* [Instructions to follow] Go through the entries below and return every line that contains "Long".

* [Data entries]

▬▬▬▬▬▬

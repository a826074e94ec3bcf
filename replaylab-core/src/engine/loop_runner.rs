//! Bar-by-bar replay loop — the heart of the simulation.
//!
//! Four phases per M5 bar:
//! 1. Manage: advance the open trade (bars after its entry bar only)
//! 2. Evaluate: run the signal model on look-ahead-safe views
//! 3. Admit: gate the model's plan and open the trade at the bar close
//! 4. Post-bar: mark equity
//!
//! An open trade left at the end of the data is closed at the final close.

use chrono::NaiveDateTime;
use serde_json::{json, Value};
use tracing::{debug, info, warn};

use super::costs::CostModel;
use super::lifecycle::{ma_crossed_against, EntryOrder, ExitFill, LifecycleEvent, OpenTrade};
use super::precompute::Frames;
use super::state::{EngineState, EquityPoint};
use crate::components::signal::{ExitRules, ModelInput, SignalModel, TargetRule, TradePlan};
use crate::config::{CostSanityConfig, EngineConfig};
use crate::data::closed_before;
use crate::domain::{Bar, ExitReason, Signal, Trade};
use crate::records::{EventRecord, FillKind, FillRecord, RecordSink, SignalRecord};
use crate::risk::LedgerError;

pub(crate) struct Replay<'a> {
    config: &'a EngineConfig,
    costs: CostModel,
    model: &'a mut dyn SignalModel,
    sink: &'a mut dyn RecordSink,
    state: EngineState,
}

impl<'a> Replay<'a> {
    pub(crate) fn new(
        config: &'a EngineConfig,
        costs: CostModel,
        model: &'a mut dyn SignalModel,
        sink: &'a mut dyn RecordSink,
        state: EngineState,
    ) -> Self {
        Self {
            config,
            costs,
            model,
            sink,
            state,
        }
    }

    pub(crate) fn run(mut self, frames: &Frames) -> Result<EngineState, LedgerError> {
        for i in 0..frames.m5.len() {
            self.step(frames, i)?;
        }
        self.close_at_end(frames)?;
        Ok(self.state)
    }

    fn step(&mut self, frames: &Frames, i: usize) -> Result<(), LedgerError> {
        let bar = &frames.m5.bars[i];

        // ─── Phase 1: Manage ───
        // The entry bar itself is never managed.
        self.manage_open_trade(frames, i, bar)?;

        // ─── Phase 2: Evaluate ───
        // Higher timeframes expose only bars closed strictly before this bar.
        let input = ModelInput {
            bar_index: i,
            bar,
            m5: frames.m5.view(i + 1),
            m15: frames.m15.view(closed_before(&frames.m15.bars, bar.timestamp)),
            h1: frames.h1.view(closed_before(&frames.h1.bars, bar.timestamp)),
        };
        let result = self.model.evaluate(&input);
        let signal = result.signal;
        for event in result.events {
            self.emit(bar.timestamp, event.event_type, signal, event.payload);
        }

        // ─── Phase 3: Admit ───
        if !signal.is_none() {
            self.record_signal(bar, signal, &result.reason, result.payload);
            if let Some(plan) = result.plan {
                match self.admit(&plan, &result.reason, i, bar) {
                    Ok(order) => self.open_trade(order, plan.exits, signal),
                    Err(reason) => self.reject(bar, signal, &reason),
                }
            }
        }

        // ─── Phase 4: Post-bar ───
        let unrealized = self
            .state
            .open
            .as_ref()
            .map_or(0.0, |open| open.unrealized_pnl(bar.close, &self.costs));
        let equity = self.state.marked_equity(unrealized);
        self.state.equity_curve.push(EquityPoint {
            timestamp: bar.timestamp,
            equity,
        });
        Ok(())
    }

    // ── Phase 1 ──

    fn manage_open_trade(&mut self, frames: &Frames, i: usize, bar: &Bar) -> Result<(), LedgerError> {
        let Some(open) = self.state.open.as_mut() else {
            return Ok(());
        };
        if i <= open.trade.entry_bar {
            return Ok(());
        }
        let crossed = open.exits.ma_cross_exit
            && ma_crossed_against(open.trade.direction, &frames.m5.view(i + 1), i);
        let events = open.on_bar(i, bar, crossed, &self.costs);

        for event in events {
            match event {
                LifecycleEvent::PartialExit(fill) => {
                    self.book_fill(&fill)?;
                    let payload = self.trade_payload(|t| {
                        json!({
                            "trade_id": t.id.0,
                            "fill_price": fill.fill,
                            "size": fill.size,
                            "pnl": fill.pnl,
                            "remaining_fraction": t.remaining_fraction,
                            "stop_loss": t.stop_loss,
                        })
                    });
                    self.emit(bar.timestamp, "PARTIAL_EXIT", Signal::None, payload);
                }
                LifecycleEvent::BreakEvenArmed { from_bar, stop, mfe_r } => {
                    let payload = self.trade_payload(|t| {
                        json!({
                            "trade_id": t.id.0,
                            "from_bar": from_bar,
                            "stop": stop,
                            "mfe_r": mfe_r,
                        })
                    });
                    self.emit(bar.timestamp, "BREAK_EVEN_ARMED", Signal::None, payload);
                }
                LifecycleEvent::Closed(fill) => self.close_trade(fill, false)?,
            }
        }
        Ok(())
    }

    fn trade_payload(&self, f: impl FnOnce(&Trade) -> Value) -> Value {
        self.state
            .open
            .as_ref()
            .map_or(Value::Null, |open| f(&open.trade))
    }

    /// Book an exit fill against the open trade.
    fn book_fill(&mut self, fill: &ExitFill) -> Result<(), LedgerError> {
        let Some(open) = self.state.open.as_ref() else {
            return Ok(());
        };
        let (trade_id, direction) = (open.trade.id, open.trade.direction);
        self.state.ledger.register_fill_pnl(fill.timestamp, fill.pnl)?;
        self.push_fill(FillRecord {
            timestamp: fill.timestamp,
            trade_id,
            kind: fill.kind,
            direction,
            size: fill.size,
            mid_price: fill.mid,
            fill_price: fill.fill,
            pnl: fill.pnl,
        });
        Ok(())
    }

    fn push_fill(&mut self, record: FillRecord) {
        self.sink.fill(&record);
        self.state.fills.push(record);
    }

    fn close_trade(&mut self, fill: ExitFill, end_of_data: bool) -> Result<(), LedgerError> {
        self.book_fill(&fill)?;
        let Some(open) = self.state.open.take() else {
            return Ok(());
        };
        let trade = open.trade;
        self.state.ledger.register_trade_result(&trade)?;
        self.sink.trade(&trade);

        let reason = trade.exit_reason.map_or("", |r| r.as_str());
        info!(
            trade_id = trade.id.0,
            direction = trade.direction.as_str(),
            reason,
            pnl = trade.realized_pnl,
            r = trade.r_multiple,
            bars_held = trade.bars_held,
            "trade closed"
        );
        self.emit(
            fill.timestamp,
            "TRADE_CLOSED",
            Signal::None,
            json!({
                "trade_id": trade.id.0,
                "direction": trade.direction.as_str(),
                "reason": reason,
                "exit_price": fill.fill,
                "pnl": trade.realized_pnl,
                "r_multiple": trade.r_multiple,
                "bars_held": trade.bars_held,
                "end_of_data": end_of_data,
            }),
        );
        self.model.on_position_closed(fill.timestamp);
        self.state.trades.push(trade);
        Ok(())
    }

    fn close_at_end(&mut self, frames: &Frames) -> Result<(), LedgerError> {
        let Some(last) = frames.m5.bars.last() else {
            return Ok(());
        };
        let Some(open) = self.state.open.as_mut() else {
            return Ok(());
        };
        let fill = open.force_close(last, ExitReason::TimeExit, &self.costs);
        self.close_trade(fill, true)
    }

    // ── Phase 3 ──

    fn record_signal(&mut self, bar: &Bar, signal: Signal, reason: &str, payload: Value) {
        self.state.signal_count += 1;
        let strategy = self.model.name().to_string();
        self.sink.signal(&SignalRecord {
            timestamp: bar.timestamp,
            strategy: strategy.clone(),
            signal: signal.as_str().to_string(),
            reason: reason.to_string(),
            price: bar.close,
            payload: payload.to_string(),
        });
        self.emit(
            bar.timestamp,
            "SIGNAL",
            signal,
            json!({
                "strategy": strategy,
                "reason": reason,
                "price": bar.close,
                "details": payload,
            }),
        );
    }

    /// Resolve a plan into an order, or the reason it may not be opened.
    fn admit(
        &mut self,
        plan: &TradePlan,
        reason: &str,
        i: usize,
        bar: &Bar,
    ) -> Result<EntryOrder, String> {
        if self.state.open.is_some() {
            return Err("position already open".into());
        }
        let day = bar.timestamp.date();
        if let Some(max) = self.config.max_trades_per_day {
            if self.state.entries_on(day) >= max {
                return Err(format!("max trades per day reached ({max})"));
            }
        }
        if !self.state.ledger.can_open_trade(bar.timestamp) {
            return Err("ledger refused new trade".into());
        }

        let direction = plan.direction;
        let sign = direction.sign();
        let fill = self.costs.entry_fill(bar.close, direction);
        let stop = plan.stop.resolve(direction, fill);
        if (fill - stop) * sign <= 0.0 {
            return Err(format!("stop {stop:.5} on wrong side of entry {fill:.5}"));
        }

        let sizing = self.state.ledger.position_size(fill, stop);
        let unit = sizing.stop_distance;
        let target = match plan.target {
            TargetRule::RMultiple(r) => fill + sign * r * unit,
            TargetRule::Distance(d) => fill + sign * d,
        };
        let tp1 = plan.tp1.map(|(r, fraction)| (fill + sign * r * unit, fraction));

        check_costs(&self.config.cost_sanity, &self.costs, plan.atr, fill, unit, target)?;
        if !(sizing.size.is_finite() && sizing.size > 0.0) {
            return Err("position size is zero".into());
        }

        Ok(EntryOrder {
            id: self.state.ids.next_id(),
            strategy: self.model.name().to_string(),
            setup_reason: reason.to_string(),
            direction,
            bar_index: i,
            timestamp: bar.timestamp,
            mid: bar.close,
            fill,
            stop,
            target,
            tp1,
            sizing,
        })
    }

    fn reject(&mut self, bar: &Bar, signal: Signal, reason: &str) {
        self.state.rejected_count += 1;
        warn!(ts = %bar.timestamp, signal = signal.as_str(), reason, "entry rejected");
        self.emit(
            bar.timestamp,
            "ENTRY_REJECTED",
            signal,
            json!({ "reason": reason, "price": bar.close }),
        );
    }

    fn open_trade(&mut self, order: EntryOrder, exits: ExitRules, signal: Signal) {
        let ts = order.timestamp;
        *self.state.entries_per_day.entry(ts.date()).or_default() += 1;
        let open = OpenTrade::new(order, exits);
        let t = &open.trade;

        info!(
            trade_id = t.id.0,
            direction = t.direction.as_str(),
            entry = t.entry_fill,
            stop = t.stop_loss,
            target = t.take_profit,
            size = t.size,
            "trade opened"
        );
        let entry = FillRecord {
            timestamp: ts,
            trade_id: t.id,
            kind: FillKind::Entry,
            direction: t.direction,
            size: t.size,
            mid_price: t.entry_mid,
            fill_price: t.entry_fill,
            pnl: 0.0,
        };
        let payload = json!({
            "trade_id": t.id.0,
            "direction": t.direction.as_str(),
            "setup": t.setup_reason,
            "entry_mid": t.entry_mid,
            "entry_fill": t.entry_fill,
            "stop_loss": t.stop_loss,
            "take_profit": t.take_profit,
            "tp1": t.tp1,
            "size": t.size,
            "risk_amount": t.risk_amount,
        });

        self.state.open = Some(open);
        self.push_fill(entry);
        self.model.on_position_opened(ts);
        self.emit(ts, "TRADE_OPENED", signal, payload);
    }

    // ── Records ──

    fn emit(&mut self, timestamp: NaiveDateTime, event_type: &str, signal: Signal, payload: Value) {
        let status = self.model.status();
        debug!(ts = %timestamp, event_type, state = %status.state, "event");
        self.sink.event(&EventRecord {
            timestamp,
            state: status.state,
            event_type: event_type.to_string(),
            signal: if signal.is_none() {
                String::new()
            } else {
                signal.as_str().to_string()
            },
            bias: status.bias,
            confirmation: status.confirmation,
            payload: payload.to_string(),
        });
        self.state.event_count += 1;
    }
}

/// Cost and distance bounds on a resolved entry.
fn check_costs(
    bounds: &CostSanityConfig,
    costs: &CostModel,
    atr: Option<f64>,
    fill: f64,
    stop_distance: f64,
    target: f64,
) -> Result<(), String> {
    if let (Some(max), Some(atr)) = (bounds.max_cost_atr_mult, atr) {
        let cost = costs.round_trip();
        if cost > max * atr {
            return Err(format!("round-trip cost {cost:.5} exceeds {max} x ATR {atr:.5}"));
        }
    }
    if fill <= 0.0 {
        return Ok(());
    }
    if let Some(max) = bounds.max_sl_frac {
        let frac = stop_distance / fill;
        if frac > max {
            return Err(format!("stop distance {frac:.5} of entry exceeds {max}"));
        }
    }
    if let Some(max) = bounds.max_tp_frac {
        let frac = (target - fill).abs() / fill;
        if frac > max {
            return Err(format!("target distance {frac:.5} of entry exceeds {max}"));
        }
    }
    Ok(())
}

▬▬▬▬▬▬

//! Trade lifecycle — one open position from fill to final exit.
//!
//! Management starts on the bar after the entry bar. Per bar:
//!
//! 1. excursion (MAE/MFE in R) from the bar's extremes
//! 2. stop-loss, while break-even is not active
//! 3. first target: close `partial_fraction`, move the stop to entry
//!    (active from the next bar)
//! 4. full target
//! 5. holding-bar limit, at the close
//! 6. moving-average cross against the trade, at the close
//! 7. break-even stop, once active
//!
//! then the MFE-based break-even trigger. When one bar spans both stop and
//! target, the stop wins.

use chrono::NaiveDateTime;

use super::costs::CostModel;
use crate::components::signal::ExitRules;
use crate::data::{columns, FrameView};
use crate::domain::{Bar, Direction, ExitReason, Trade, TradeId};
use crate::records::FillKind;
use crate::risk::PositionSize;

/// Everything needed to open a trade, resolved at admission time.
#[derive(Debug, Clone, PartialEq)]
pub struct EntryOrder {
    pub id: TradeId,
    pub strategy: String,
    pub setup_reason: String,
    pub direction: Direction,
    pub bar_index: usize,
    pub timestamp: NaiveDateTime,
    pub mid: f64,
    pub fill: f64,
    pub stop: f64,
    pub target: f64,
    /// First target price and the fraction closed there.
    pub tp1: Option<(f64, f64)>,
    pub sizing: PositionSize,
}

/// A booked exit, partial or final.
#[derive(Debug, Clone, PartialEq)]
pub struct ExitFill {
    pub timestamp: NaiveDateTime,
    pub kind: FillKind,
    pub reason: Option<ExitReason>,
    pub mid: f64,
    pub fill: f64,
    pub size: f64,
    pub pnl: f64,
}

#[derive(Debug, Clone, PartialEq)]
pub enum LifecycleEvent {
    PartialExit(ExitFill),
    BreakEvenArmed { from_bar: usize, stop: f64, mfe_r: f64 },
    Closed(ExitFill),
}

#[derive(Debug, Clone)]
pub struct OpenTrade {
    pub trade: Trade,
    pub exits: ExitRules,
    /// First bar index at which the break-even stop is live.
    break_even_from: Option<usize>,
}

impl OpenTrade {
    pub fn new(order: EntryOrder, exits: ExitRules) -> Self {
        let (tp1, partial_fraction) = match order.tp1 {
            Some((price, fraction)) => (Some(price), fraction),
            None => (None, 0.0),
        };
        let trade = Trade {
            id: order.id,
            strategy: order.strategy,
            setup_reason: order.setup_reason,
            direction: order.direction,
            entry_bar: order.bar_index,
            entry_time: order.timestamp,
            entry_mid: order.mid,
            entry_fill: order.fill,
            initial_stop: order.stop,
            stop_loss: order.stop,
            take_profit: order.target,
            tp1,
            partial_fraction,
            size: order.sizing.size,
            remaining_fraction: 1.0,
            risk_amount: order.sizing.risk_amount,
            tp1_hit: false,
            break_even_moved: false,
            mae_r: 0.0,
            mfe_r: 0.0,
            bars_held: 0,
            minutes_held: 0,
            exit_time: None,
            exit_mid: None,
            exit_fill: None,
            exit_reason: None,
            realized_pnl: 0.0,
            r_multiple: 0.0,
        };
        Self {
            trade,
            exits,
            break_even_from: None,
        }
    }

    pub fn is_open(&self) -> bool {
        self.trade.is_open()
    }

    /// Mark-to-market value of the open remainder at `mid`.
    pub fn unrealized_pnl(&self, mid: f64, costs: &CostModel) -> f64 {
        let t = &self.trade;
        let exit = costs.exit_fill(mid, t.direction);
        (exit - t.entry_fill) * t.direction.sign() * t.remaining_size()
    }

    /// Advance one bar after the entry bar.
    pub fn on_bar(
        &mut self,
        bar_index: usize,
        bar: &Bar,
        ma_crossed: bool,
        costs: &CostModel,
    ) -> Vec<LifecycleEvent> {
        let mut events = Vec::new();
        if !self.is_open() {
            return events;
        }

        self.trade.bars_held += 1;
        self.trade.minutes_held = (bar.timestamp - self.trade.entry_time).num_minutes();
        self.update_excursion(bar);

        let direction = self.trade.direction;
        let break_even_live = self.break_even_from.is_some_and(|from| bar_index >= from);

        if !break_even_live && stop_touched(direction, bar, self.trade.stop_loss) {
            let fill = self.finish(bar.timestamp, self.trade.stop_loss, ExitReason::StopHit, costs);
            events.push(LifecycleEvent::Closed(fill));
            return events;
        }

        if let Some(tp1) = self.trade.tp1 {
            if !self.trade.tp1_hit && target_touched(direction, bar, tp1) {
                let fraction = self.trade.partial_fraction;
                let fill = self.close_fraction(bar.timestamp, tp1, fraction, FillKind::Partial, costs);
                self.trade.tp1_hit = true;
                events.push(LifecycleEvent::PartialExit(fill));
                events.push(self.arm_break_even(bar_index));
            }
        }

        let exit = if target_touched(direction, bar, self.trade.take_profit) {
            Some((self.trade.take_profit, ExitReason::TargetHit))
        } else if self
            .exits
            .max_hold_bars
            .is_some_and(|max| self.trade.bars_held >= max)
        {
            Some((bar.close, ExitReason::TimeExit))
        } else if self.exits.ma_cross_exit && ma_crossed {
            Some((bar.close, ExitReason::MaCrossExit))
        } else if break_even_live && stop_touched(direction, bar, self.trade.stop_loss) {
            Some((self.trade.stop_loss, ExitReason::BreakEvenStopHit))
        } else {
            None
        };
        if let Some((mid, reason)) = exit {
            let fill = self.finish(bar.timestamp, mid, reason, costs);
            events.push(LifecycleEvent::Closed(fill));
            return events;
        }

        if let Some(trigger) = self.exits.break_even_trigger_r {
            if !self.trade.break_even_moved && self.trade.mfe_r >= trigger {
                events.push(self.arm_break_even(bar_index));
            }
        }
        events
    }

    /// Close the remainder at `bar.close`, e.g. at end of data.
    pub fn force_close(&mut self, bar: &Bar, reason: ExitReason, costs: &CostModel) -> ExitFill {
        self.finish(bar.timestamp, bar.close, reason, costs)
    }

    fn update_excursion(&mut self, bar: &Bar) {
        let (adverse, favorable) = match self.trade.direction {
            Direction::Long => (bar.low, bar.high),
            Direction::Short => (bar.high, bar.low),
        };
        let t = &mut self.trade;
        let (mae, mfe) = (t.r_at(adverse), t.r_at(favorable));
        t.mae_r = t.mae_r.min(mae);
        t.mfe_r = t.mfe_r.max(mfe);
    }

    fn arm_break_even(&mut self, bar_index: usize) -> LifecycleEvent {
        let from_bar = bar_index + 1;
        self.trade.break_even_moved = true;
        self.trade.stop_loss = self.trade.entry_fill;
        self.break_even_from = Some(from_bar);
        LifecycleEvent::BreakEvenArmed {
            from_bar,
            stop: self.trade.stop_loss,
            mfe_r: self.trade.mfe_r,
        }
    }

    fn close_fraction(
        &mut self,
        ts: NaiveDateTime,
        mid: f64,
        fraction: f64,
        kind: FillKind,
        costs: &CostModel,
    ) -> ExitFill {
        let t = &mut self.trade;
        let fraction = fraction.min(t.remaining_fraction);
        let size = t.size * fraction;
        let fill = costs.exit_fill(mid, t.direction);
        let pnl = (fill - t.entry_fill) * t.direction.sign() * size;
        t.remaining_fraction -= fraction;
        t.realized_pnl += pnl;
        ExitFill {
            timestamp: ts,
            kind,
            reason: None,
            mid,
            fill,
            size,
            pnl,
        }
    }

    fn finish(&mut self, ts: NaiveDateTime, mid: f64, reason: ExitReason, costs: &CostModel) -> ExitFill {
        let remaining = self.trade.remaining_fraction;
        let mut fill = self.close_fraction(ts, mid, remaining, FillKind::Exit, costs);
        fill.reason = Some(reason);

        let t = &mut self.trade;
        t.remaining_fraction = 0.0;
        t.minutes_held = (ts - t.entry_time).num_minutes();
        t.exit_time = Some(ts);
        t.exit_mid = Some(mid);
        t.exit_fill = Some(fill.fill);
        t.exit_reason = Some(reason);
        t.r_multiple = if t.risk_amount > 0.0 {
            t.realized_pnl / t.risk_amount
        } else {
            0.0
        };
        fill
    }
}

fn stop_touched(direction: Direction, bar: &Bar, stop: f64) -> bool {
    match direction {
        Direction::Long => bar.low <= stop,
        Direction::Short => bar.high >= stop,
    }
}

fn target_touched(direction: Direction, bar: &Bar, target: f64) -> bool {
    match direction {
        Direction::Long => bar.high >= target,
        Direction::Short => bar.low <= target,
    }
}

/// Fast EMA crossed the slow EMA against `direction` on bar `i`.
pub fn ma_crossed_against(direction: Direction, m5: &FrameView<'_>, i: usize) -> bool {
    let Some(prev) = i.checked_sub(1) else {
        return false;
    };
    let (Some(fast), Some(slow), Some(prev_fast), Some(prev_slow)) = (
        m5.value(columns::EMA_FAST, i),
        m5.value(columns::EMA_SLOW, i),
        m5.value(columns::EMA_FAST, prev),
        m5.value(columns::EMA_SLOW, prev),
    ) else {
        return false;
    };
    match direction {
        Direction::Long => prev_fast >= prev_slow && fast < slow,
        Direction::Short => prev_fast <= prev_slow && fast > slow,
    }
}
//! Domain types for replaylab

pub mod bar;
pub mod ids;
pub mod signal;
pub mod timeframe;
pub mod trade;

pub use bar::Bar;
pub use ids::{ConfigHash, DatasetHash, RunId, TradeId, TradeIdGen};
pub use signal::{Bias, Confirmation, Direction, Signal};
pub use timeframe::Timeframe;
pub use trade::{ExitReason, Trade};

▬▬▬▬▬▬

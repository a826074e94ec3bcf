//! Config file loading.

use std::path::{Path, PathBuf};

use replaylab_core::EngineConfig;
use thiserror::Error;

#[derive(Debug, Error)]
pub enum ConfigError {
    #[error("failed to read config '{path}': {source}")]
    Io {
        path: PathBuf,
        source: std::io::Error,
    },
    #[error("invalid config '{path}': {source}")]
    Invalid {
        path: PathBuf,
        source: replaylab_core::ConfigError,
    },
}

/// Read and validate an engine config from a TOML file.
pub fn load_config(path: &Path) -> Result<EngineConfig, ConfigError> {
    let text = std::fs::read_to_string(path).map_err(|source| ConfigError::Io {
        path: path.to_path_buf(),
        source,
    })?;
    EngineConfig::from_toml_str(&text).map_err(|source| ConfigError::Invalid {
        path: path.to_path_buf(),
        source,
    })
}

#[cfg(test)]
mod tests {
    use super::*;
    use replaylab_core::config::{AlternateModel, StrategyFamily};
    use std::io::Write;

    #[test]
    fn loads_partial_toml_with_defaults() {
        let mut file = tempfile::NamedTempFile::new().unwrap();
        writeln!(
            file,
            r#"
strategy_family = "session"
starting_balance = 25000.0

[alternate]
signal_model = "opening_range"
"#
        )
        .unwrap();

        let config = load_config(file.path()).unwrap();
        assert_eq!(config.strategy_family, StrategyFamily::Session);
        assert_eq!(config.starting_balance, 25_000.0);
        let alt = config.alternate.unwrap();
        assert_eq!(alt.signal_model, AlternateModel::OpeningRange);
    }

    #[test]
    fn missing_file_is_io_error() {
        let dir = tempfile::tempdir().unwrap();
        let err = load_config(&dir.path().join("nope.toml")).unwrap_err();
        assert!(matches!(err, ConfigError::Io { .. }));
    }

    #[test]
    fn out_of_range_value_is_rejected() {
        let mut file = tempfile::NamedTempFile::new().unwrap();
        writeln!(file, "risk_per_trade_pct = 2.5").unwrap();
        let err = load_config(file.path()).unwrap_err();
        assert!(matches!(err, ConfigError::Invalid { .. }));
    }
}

▬▬▬▬▬▬

* [Result for this task]
            Direction::Long => (bar.low, bar.high),
        Direction::Long => bar.low <= stop,
        Direction::Long => bar.high >= target,
        Direction::Long => prev_fast >= prev_slow && fast < slow,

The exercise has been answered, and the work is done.